== SOURCE DATA ==
╔══

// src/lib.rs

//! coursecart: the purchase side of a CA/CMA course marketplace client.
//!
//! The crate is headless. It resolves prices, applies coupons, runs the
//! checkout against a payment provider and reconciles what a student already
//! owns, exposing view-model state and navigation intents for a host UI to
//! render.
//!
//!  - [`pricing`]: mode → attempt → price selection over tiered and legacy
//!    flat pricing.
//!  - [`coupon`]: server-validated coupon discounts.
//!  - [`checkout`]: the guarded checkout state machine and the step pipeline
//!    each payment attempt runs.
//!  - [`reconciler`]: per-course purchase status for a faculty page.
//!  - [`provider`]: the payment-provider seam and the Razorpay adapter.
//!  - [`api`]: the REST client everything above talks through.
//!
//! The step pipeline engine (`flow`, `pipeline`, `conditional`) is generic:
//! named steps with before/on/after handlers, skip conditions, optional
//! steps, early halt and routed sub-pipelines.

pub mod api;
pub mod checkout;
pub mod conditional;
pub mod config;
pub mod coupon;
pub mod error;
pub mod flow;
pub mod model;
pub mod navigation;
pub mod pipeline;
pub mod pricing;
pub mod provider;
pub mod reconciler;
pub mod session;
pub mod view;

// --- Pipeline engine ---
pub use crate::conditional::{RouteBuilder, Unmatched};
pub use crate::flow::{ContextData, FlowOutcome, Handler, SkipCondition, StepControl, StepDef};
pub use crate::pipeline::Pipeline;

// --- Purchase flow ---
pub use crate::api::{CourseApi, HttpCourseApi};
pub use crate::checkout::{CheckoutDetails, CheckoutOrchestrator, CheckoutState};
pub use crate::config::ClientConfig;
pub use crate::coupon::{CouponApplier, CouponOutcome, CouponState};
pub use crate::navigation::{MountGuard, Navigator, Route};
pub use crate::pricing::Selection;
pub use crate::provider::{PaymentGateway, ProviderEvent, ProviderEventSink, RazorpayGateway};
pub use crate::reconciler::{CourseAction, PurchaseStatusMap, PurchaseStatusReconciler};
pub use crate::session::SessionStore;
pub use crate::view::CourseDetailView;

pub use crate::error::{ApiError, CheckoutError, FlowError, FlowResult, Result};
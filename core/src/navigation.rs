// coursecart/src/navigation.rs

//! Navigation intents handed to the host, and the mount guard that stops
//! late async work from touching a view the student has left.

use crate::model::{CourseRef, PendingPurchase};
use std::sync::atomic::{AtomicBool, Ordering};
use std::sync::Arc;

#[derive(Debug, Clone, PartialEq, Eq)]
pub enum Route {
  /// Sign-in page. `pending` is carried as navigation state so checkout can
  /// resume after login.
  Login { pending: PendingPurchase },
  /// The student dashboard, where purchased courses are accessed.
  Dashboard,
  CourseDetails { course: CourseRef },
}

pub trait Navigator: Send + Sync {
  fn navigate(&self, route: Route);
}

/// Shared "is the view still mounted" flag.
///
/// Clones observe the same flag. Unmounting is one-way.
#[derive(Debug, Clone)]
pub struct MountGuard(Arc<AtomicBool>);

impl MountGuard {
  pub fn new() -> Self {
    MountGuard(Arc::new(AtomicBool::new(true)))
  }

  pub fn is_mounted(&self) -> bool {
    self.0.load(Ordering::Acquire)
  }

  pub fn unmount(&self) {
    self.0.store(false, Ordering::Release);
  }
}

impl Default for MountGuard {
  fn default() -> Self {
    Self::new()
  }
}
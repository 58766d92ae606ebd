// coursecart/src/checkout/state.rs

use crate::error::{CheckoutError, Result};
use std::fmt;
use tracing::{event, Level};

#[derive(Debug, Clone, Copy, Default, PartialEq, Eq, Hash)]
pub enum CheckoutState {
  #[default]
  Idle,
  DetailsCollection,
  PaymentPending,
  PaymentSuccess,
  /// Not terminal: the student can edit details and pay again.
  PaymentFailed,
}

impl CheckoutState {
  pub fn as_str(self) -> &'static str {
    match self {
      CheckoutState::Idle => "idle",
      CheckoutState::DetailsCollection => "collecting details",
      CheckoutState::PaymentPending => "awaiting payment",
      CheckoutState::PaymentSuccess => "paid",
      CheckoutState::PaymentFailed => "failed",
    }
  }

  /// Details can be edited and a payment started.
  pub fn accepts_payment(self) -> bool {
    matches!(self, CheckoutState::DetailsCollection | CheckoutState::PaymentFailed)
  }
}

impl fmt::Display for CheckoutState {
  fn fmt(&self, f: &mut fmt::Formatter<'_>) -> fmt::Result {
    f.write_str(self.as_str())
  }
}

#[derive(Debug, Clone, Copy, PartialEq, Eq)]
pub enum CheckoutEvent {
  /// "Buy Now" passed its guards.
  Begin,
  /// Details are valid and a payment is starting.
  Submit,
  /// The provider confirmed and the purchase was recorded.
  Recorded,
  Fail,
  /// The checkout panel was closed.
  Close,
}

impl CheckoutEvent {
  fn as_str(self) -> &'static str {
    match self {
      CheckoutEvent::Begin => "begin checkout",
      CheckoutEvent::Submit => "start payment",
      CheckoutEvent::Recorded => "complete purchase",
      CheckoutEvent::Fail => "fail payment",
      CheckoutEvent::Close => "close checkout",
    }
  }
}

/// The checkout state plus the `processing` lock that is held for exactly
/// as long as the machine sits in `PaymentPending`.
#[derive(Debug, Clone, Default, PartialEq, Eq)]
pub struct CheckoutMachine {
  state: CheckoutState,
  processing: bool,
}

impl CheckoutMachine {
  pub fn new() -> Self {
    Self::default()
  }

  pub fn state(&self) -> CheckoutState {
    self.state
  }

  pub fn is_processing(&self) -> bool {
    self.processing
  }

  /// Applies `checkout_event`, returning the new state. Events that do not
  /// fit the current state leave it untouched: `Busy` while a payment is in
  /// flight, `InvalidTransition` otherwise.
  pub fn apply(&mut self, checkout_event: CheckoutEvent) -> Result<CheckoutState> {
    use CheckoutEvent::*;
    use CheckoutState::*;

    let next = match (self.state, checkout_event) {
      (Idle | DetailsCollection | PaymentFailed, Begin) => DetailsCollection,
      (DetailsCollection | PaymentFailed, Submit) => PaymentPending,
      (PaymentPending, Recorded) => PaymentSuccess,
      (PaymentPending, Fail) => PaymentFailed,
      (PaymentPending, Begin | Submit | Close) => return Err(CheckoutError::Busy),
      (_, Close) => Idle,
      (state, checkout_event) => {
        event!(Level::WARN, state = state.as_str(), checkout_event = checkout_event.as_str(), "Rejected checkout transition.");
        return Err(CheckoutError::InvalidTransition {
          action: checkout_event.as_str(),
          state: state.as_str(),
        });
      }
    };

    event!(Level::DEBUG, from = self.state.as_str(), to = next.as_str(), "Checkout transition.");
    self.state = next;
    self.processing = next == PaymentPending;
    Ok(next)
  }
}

╚══

== TASK STATEMENT ==
Only a number should be given in reply: how many lines in the entries above hold "steps".

== ANSWER AREA ==
2